Source:
Nietzsche,
Friedrich. “The Antichrist.” Sources of
European History Since 1900. Ed. Marvin Perry, Matthew Berg, and James
Krukones. Boston: Wadsworth, 2011. 36-37. Print.
Summary:
Nietzsche
begins by defining good, bad and happiness: good is “all that heightens the
feeling of power”; bad, “all that proceeds from weakness”; and happiness, “the
feeling that power increases”. He condemns contentment, peace, and virtue,
and declares that we should help the weak and ill-constituted to perish. Then he starts on Christianity, calling it “more
harmful than any vice.” He calls the Christian “the domestic animal, the herd
animal, the sick animal.” He accuses Christianity of waging war on the higher
type of man and against “every feeling of reverence and distance between man
and man.” He insists that the Christian
conception of God had “degenerated to the contradiction
of life,” calling God “nothingness deified, the will to nothingness
sanctified.” Nietzsche laments, “No one any longer possesses today the courage
to claim special privileges or the right to rule, the courage to feel a sense
of reverence towards himself and towards his equals—the courage for a pathos of distance… Our politics is morbid from this lack of courage!” He seems to be in favor of “the aristocratic
outlook,” which he says has been “undermined most deeply by the lie of equality
of souls.” At the same time, he seems to
also be in favor of revolutions, and deplores the “Christian value judgment which translates every revolution into
mere blood and crime.” Christianity,
Nietzsche seems to think, is the wrong type of revolution: “Christianity is a
revolt of everything that crawls along the ground directed against that which
is elevated: the Gospel of the “lowly”
makes low.”
My Opinion:
Obviously I
don’t agree with what Nietzsche is saying.
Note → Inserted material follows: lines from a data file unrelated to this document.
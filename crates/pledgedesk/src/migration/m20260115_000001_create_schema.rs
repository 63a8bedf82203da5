//! Initial migration to create the backoffice database schema.

use sea_orm_migration::prelude::*;

#[derive(DeriveMigrationName)]
pub struct Migration;

#[async_trait::async_trait]
impl MigrationTrait for Migration {
    async fn up(&self, manager: &SchemaManager) -> Result<(), DbErr> {
        self.create_organizations(manager).await?;
        self.create_external_organizations(manager).await?;
        self.create_repositories(manager).await?;
        self.create_issues(manager).await?;
        self.create_jobs(manager).await?;
        Ok(())
    }

    async fn down(&self, manager: &SchemaManager) -> Result<(), DbErr> {
        manager
            .drop_table(Table::drop().table(Jobs::Table).to_owned())
            .await?;
        manager
            .drop_table(Table::drop().table(Issues::Table).to_owned())
            .await?;
        manager
            .drop_table(Table::drop().table(Repositories::Table).to_owned())
            .await?;
        manager
            .drop_table(Table::drop().table(ExternalOrganizations::Table).to_owned())
            .await?;
        manager
            .drop_table(Table::drop().table(Organizations::Table).to_owned())
            .await?;
        Ok(())
    }
}

impl Migration {
    async fn create_organizations(&self, manager: &SchemaManager<'_>) -> Result<(), DbErr> {
        manager
            .create_table(
                Table::create()
                    .table(Organizations::Table)
                    .if_not_exists()
                    .col(
                        ColumnDef::new(Organizations::Id)
                            .uuid()
                            .not_null()
                            .primary_key(),
                    )
                    .col(ColumnDef::new(Organizations::Slug).string().not_null())
                    .col(ColumnDef::new(Organizations::Name).string().not_null())
                    .col(ColumnDef::new(Organizations::AvatarUrl).text().null())
                    .col(
                        ColumnDef::new(Organizations::CreatedAt)
                            .timestamp_with_time_zone()
                            .not_null()
                            .default(Expr::current_timestamp()),
                    )
                    .to_owned(),
            )
            .await?;

        // Unique constraint on slug
        manager
            .create_index(
                Index::create()
                    .name("idx_organizations_slug")
                    .table(Organizations::Table)
                    .col(Organizations::Slug)
                    .unique()
                    .to_owned(),
            )
            .await?;

        Ok(())
    }

    async fn create_external_organizations(
        &self,
        manager: &SchemaManager<'_>,
    ) -> Result<(), DbErr> {
        manager
            .create_table(
                Table::create()
                    .table(ExternalOrganizations::Table)
                    .if_not_exists()
                    .col(
                        ColumnDef::new(ExternalOrganizations::Id)
                            .uuid()
                            .not_null()
                            .primary_key(),
                    )
                    .col(
                        ColumnDef::new(ExternalOrganizations::Platform)
                            .string()
                            .not_null(),
                    )
                    .col(
                        ColumnDef::new(ExternalOrganizations::Name)
                            .string()
                            .not_null(),
                    )
                    .col(
                        ColumnDef::new(ExternalOrganizations::AvatarUrl)
                            .text()
                            .not_null(),
                    )
                    .col(
                        ColumnDef::new(ExternalOrganizations::IsPersonal)
                            .boolean()
                            .not_null()
                            .default(false),
                    )
                    .col(
                        ColumnDef::new(ExternalOrganizations::OrganizationId)
                            .uuid()
                            .null(),
                    )
                    .col(
                        ColumnDef::new(ExternalOrganizations::CreatedAt)
                            .timestamp_with_time_zone()
                            .not_null()
                            .default(Expr::current_timestamp()),
                    )
                    .to_owned(),
            )
            .await?;

        // Unique constraint on (platform, name)
        manager
            .create_index(
                Index::create()
                    .name("idx_external_orgs_platform_name")
                    .table(ExternalOrganizations::Table)
                    .col(ExternalOrganizations::Platform)
                    .col(ExternalOrganizations::Name)
                    .unique()
                    .to_owned(),
            )
            .await?;

        // Index on the internal-organization back-reference
        manager
            .create_index(
                Index::create()
                    .name("idx_external_orgs_organization_id")
                    .table(ExternalOrganizations::Table)
                    .col(ExternalOrganizations::OrganizationId)
                    .to_owned(),
            )
            .await?;

        Ok(())
    }

    async fn create_repositories(&self, manager: &SchemaManager<'_>) -> Result<(), DbErr> {
        manager
            .create_table(
                Table::create()
                    .table(Repositories::Table)
                    .if_not_exists()
                    .col(
                        ColumnDef::new(Repositories::Id)
                            .uuid()
                            .not_null()
                            .primary_key(),
                    )
                    .col(ColumnDef::new(Repositories::Platform).string().not_null())
                    .col(
                        ColumnDef::new(Repositories::ExternalOrganizationId)
                            .uuid()
                            .not_null(),
                    )
                    .col(ColumnDef::new(Repositories::Name).string().not_null())
                    .col(ColumnDef::new(Repositories::Description).text().null())
                    .col(
                        ColumnDef::new(Repositories::BadgeLabel)
                            .string()
                            .not_null()
                            .default("Fund"),
                    )
                    .col(
                        ColumnDef::new(Repositories::IsFork)
                            .boolean()
                            .not_null()
                            .default(false),
                    )
                    .col(
                        ColumnDef::new(Repositories::IsArchived)
                            .boolean()
                            .not_null()
                            .default(false),
                    )
                    .col(
                        ColumnDef::new(Repositories::IsDisabled)
                            .boolean()
                            .not_null()
                            .default(false),
                    )
                    .col(
                        ColumnDef::new(Repositories::CreatedAt)
                            .timestamp_with_time_zone()
                            .not_null()
                            .default(Expr::current_timestamp()),
                    )
                    .to_owned(),
            )
            .await?;

        // Unique constraint on (external_organization_id, name)
        manager
            .create_index(
                Index::create()
                    .name("idx_repositories_org_name")
                    .table(Repositories::Table)
                    .col(Repositories::ExternalOrganizationId)
                    .col(Repositories::Name)
                    .unique()
                    .to_owned(),
            )
            .await?;

        // Index on name for fuzzy listing filters
        manager
            .create_index(
                Index::create()
                    .name("idx_repositories_name")
                    .table(Repositories::Table)
                    .col(Repositories::Name)
                    .to_owned(),
            )
            .await?;

        Ok(())
    }

    async fn create_issues(&self, manager: &SchemaManager<'_>) -> Result<(), DbErr> {
        manager
            .create_table(
                Table::create()
                    .table(Issues::Table)
                    .if_not_exists()
                    .col(ColumnDef::new(Issues::Id).uuid().not_null().primary_key())
                    .col(ColumnDef::new(Issues::RepositoryId).uuid().not_null())
                    .col(ColumnDef::new(Issues::Platform).string().not_null())
                    .col(ColumnDef::new(Issues::Number).big_integer().not_null())
                    .col(ColumnDef::new(Issues::Title).text().not_null())
                    .col(
                        ColumnDef::new(Issues::HasBadge)
                            .boolean()
                            .not_null()
                            .default(false),
                    )
                    .col(
                        ColumnDef::new(Issues::BadgeCurrentlyEmbedded)
                            .boolean()
                            .not_null()
                            .default(false),
                    )
                    .col(
                        ColumnDef::new(Issues::CreatedAt)
                            .timestamp_with_time_zone()
                            .not_null()
                            .default(Expr::current_timestamp()),
                    )
                    .to_owned(),
            )
            .await?;

        // Unique constraint on (repository_id, number)
        manager
            .create_index(
                Index::create()
                    .name("idx_issues_repository_number")
                    .table(Issues::Table)
                    .col(Issues::RepositoryId)
                    .col(Issues::Number)
                    .unique()
                    .to_owned(),
            )
            .await?;

        // Index on (repository_id, has_badge) for the rebadge lookup
        manager
            .create_index(
                Index::create()
                    .name("idx_issues_repository_badge")
                    .table(Issues::Table)
                    .col(Issues::RepositoryId)
                    .col(Issues::HasBadge)
                    .to_owned(),
            )
            .await?;

        Ok(())
    }

    async fn create_jobs(&self, manager: &SchemaManager<'_>) -> Result<(), DbErr> {
        manager
            .create_table(
                Table::create()
                    .table(Jobs::Table)
                    .if_not_exists()
                    .col(ColumnDef::new(Jobs::Id).uuid().not_null().primary_key())
                    .col(ColumnDef::new(Jobs::Name).string().not_null())
                    .col(
                        ColumnDef::new(Jobs::Payload)
                            .json()
                            .not_null()
                            .default(Expr::cust("'{}'")),
                    )
                    .col(
                        ColumnDef::new(Jobs::EnqueuedAt)
                            .timestamp_with_time_zone()
                            .not_null()
                            .default(Expr::current_timestamp()),
                    )
                    .to_owned(),
            )
            .await?;

        // Index on enqueued_at so the worker runtime can drain in order
        manager
            .create_index(
                Index::create()
                    .name("idx_jobs_enqueued_at")
                    .table(Jobs::Table)
                    .col(Jobs::EnqueuedAt)
                    .to_owned(),
            )
            .await?;

        Ok(())
    }
}

#[derive(DeriveIden)]
#[sea_orm(iden = "organizations")]
enum Organizations {
    Table,
    Id,
    Slug,
    Name,
    AvatarUrl,
    CreatedAt,
}

#[derive(DeriveIden)]
#[sea_orm(iden = "external_organizations")]
enum ExternalOrganizations {
    Table,
    Id,
    Platform,
    Name,
    AvatarUrl,
    IsPersonal,
    OrganizationId,
    CreatedAt,
}

#[derive(DeriveIden)]
#[sea_orm(iden = "repositories")]
enum Repositories {
    Table,
    Id,
    Platform,
    ExternalOrganizationId,
    Name,
    Description,
    BadgeLabel,
    IsFork,
    IsArchived,
    IsDisabled,
    CreatedAt,
}

#[derive(DeriveIden)]
#[sea_orm(iden = "issues")]
enum Issues {
    Table,
    Id,
    RepositoryId,
    Platform,
    Number,
    Title,
    HasBadge,
    BadgeCurrentlyEmbedded,
    CreatedAt,
}

#[derive(DeriveIden)]
#[sea_orm(iden = "jobs")]
enum Jobs {
    Table,
    Id,
    Name,
    Payload,
    EnqueuedAt,
}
But I find this piece fascinating.
Nietzsche clearly was passionate about what he was writing. He can’t have had very many adherents to his
worldview, and his writing is not representative of any great social movement—just
an ideological one. It is interesting to
wonder how Nietzsche would have viewed Hitler and the Nazi regime and World War
II. I think he would have praised Hitler
as being “good,” according to Nietzsche’s definition that the piece started
with. But how would he have viewed the
end of the war? Why, in his hypothetical
opinion, did it end as it did? Hitler’s
personality represented the type of overman
that Nietzsche often praised, but he ultimately lost the war, and committed
suicide. Does this mean that Hitler was
not as “good” as it seemed at the height of his career? Were the Allies stronger, and thus better? Or had Christianity’s “lie of the equality of
souls” ultimately undermined something truly great? I wonder if Nietzsche’s point of view was
only valid because it was
hypothetical. Tyrants, Nietzsche’s “more
valuable type”, come along, but they also, inevitably, are toppled, and often not by a new stronger man, but by the people at
large. Nietzsche would have them continue
forever, or be replaced by someone stronger, but this necessitates them being
surrounded by very weak people, who will allow it, which type of person Nietzsche
sneered at. What, then, was his goal?
Anarchy? A system like the earlier
Germany with hundreds of independent kingdoms, thus allowing for hundreds of overmen?
Nietzsche’s
treatment of Christianity is, I think, incomplete. He neglects, for example, how Christianity
was (and still is) often used to justify the subjugation, even domination, of
others. Certainly that aspect of
Christianity supports what Nietzsche would call “good.” He also is, I think, too generous in equating
Christianity with “the doctrine ‘equal rights for all’”. This is an ideal that rarely is supported in
actuality by the actions of Christians, especially not at the time that
Nietzsche was writing, when it was very common for Christians to be extremely
racist. This may sound rather odd coming
from someone who is Christian. I feel
that Christianity, in itself, is a very good thing, but that people’s interpretation of Christianity has, at
many times in its history, been used to support Nietzsche’s overman just as often as it has embraced
the “lowly”.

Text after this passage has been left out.